Stored data entries:
........
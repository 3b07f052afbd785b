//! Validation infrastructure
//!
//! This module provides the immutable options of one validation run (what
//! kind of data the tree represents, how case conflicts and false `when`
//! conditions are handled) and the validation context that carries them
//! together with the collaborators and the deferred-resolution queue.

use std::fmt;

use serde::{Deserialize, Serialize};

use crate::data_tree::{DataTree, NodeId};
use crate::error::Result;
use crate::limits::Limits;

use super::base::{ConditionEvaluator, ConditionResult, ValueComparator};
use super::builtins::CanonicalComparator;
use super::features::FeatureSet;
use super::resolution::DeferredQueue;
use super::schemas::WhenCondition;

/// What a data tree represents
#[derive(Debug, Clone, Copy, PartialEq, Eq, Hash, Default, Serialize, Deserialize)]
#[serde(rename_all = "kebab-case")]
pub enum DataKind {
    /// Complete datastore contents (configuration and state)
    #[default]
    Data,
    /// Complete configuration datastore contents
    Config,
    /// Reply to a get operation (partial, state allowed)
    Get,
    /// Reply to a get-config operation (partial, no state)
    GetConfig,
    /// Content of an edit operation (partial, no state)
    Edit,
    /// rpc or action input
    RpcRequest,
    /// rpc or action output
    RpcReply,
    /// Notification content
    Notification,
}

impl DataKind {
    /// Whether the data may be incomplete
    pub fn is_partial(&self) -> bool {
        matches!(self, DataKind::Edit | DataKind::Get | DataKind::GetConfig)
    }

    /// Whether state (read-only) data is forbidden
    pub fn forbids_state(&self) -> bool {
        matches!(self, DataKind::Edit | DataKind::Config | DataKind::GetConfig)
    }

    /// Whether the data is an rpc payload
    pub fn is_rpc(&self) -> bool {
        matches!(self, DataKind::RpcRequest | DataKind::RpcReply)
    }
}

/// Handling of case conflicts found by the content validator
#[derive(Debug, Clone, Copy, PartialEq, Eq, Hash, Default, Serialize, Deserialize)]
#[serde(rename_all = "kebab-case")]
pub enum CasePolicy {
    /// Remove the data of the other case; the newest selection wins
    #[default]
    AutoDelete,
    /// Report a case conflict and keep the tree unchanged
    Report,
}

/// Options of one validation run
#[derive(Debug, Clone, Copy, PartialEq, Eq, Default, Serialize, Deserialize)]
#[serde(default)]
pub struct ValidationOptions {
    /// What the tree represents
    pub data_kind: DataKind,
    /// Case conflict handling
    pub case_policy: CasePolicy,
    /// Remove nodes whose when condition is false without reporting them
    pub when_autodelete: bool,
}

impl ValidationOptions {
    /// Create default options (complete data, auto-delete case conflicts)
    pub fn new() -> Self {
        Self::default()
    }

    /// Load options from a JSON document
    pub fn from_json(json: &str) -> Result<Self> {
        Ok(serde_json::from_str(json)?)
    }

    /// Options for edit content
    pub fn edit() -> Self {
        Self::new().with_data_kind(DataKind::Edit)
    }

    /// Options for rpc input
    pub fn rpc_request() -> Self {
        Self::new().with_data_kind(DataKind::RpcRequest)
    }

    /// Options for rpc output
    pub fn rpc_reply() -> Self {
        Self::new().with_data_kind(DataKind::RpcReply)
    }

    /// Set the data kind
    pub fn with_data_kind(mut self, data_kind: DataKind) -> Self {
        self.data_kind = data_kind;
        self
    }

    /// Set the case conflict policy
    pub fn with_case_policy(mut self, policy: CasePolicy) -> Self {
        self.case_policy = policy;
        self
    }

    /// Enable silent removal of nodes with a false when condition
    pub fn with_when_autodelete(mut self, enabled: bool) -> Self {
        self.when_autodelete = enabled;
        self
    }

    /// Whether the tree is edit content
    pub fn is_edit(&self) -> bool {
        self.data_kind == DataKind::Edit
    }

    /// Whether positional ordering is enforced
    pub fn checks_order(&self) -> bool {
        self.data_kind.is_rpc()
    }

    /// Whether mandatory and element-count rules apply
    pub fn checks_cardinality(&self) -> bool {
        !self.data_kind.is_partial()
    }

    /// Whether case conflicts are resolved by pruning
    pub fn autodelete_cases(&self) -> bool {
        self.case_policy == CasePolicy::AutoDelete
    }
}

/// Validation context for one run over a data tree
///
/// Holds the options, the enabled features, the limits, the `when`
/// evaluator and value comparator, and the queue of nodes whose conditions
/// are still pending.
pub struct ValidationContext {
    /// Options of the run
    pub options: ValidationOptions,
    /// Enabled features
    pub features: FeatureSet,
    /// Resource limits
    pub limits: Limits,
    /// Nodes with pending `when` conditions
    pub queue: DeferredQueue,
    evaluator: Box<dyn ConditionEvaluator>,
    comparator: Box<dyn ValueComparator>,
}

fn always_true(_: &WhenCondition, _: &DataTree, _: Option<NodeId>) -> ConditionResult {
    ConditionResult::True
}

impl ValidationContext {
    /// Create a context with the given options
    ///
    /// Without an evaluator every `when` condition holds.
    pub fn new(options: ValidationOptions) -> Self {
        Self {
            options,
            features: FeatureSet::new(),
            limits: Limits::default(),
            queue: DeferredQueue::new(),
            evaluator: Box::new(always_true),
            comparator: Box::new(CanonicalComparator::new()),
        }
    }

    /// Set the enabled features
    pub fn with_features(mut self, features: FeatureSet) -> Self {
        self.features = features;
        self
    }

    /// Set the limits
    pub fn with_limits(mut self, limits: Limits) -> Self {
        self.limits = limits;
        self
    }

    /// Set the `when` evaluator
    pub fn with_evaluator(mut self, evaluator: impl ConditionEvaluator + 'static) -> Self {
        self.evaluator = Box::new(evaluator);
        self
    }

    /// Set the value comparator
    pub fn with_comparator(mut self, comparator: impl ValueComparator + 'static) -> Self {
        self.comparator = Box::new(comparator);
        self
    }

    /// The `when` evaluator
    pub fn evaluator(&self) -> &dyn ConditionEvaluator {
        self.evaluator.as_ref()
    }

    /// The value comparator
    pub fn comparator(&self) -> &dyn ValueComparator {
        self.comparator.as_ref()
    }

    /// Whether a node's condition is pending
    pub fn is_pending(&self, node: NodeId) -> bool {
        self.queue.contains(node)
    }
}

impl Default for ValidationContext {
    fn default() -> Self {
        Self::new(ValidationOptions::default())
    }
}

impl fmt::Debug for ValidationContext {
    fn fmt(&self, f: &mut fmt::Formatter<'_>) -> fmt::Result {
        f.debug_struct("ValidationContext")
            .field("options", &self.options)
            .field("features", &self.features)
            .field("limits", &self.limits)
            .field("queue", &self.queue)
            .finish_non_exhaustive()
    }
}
........
Return each line of the data that contains the string "enum".

pub enum DataKind {
pub enum CasePolicy {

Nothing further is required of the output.